No, I’m kidding. Nobody thinks they can save the planet overnight. What’s unique about Earth Day is that it’s not really a holiday that one celebrates at all. It’s the one day a year that we’re supposed to spend just a wee bit of extra time thinking about what we do. That’s important, and maybe a critical imperative of environmentalism. The hope, of course, is that this one day will encourage a string of follow-on days on which we continue reflecting on what we do.
On this Earth Day, consider the following: our planet is a giant hurtling ball that spins round and round in one direction, warming and cooling, supporting life, denying life, crashing, booming, thundering, and wobbling toward eternity until at last it flames out, killing everything. During this long cold trip through the universe, there’s a momentary blip during which a bunch of fleshy brainy types—us, basically—live industriously and communally, laughing and giggling and gorging our way through the cosmos. Many of these fleshy brainy types also fight wars and build weapons and suffer tremendously, but for today, let’s focus on those of us lucky enough to laugh and giggle and gorge.
Those of us lucky enough to be in this position know that so much of our laughing and giggling and gorging is a fairly insular activity. We can drive to the store and buy what we want and party as we see fit, provided that we have the resources to do so. There are very few social or interpersonal constraints on our actions. If we’ve got the cash, we can build as big, consume as much, and party as hard as we’d like. Earth Day asks us to pause and think about our actions, for a brief, fractional moment, to make sure that our actions are justified.
What I’d like to see on this Earth Day is a serious commitment to reflection, and specifically to reflective engagement with others. Take a moment or two to read up on whatever environmental issue you care to understand. Need to know something about climate change? Try the UNFCCC (United Nations Framework Convention on Climate Change) newsroom. Need to know something about extinction? Check out the IUCN. Wanna learn about environmental justice and public health? See what UNEP is up to.

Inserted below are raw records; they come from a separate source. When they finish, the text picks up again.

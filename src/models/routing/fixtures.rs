//! Small road networks for tests.

use crate::network::{Edge, Length, NodeId, RoadNetwork, Speed};

/// `0 -> 1 -> ... -> n` with the given segment lengths and a uniform capacity
pub fn line(lengths: &[Length], capacity: Speed) -> RoadNetwork {
    let edges = lengths
        .iter()
        .enumerate()
        .map(|(i, length)| Edge::new(i as NodeId, i as NodeId + 1, 0, *length, capacity))
        .collect();
    RoadNetwork::from_edges(edges).unwrap()
}

/// Two ways from 0 to 3: a short one through 1 and a long one through 2
pub fn diamond(short: Length, long: Length, capacity: Speed) -> RoadNetwork {
    RoadNetwork::from_edges(vec![
        Edge::new(0, 1, 0, short / 2.0, capacity),
        Edge::new(1, 3, 0, short / 2.0, capacity),
        Edge::new(0, 2, 0, long / 2.0, capacity),
        Edge::new(2, 3, 0, long / 2.0, capacity),
    ])
    .unwrap()
}

/// A `rows x cols` grid of two-way streets. Node `r * cols + c` sits in row r, column c.
pub fn grid<F>(rows: u64, cols: u64, length: Length, mut capacity: F) -> RoadNetwork
where
    F: FnMut(&Edge) -> Speed,
{
    let mut edges = Vec::new();
    for (r, c) in itertools::iproduct!(0..rows, 0..cols) {
        let n = r * cols + c;
        if c + 1 < cols {
            edges.push(Edge::new(n, n + 1, 0, length, 0.0));
            edges.push(Edge::new(n + 1, n, 0, length, 0.0));
        }
        if r + 1 < rows {
            edges.push(Edge::new(n, n + cols, 0, length, 0.0));
            edges.push(Edge::new(n + cols, n, 0, length, 0.0));
        }
    }

    let mut network = RoadNetwork::from_edges(edges).unwrap();
    network.assign_capacities(|e| capacity(e));
    network
}
pub mod routing;
pub mod utils;

pub use routing::{AmbulanceRoutingModel, OptimizationData, SolveOutcome};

When you do this, think not so much about actions that you can take to solve these problems—these problems are enormous and wicked…way too complicated for you to address alone—but rather think about how your day-to-day consumptive patterns, specifically with regard to the issues that interest you, otherwise escape the scrutiny of everyone else in the world. Think about what you do—today, tomorrow, the next day—and about how little you have to do to justify, how infrequently you’re called upon to explain yourself, how if your actions were called into question by outside parties, you might have to rethink what you’re doing. And then ask yourself: if someone else asked you to justify what you’re doing, if someone with lots of information about the impacts of your actions asked you to explain reasons for taking the actions that you take, would you be able to do so? If your answer is yes, then what you’re doing is probably okay. But if your answer is no, ask yourself if there’s not some other way, perhaps a more reflective and considerate way, to accomplish your goals. Do that all day long. Do it again and again and again. In other words, do it. Subject your lifestyle to the scrutiny of others.

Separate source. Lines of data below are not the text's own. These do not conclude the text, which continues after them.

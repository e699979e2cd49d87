//! Routes several ambulances at once from a shared origin through a capacitated road network.
//!
//! The road network is turned into the sets of a multi-commodity flow model
//! ([`OptimizationData`]), which [`AmbulanceRoutingModel`] formulates as a MILP, solves with
//! Gurobi and turns back into routes and cost/time/distance summaries.

pub mod config;
pub mod error;
pub mod instance;
pub mod models;
pub mod network;
pub mod problem;

pub use config::{CapacityMode, RoutingConfig, DEFAULT_TIME_LIMIT};
pub use error::{Error, ExtractionInconsistency, Result, ValidationError};
pub use instance::{route, Instance, RoutingAttempt};
pub use models::routing::solution::{Route, SolutionReport, SolutionSummary};
pub use models::{AmbulanceRoutingModel, OptimizationData, SolveOutcome};
pub use network::{Edge, Node, NodeId, RoadNetwork};
pub use problem::{Commodity, Severity};
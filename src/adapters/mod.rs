// Adapters layer: concrete implementations for external systems (http clients, config).

pub mod http;

pub use http::{PlaceholderClient, WorldTimeClient};
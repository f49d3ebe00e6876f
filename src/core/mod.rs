pub mod clock;
pub mod detail;
pub mod directory;
pub mod route;

pub use crate::domain::model::{Post, User, UserId};
pub use crate::domain::ports::{ConfigProvider, TimeApi, UserApi};
pub use crate::utils::error::Result;
pub use clock::Clock;
pub use detail::{DetailFocus, DetailState};
pub use directory::DirectoryState;
pub use route::Route;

This, it seems to me, is exactly what we’re supposed to do when we celebrate Earth Day. We’re not supposed to cheer the planet or marvel at its abundance or partake of its riches, though we may want to do this as well. We’re supposed to think about what we do, and more specifically, we’re supposed to find it in ourselves to evaluate our lifestyles and ask ourselves, just for a little while, whether we’re living reasonably and permissibly.
When you’re done with that, go to the store, buy some gummy worms, and dress up like Gaia. The neighborhood kids will love you….and if you’re in Colorado, they may just think you’ve mixed up your holidays.